Dinah rested her hand upon her husband’s shoulder, but not with the clinging, imploring touch to which Gaston Arbuthnot was accustomed.

‘If I could have an answer to one question I should be content,’ she exclaimed, almost with passion. ‘It is an answer you can give. What are Mrs. Thorne’s gifts? What is the cleverness which draws a man as difficult to please as you five days a week to her house?’

The situation had become critical. A feverish colour burned on Dinah’s face, her question was trenchant and desperately to the point. But it was just the hardest thing imaginable to get Gaston Arbuthnot into a tiptoe posture. The drama of his life, so he himself avowed, consisted, a good nine-tenths of it, of carpenter’s scenes. If he were forced to declaim some passage of high and tragic blank-verse it would inevitably sound like a bit of genteel comedy from his lips!

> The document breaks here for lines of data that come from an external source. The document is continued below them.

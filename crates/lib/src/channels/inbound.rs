//! Inbound message from a channel: delivered to the turn handler for gating and relay.

/// A user message for one turn. Read-only; dropped when the turn completes.
#[derive(Debug, Clone, PartialEq, Eq)]
pub struct IncomingMessage {
    pub text: String,
    pub conversation_id: String,
    /// Organizational directory id; `None` on channels that do not supply one.
    pub tenant_id: Option<String>,
    /// For log correlation only.
    pub activity_id: Option<String>,
    pub from_id: Option<String>,
}

impl IncomingMessage {
    pub fn new(text: impl Into<String>, conversation_id: impl Into<String>) -> Self {
        Self {
            text: text.into(),
            conversation_id: conversation_id.into(),
            tenant_id: None,
            activity_id: None,
            from_id: None,
        }
    }

    pub fn with_tenant(mut self, tenant_id: impl Into<String>) -> Self {
        let t = tenant_id.into();
        self.tenant_id = if t.trim().is_empty() { None } else { Some(t) };
        self
    }

    /// First `max` characters of the text for logs (char-safe).
    pub fn preview(&self, max: usize) -> String {
        let mut chars = self.text.chars();
        let head: String = chars.by_ref().take(max).collect();
        if chars.next().is_some() {
            format!("{}...", head)
        } else {
            head
        }
    }
}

A husband of warmer temper, it would be unjust to say of warmer heart, must have kindled at the daring of Dinah’s words, the ardent eagerness of her face.

Gaston Arbuthnot was interested rather than moved. He answered with the chill candour of an impartial judge:

‘Linda’s gifts? First on the list we must place the cardinal one of vocal silence. Mrs. Thorne does not sing.’

‘She can accompany other people who do,’ said Dinah, with imprudent significance.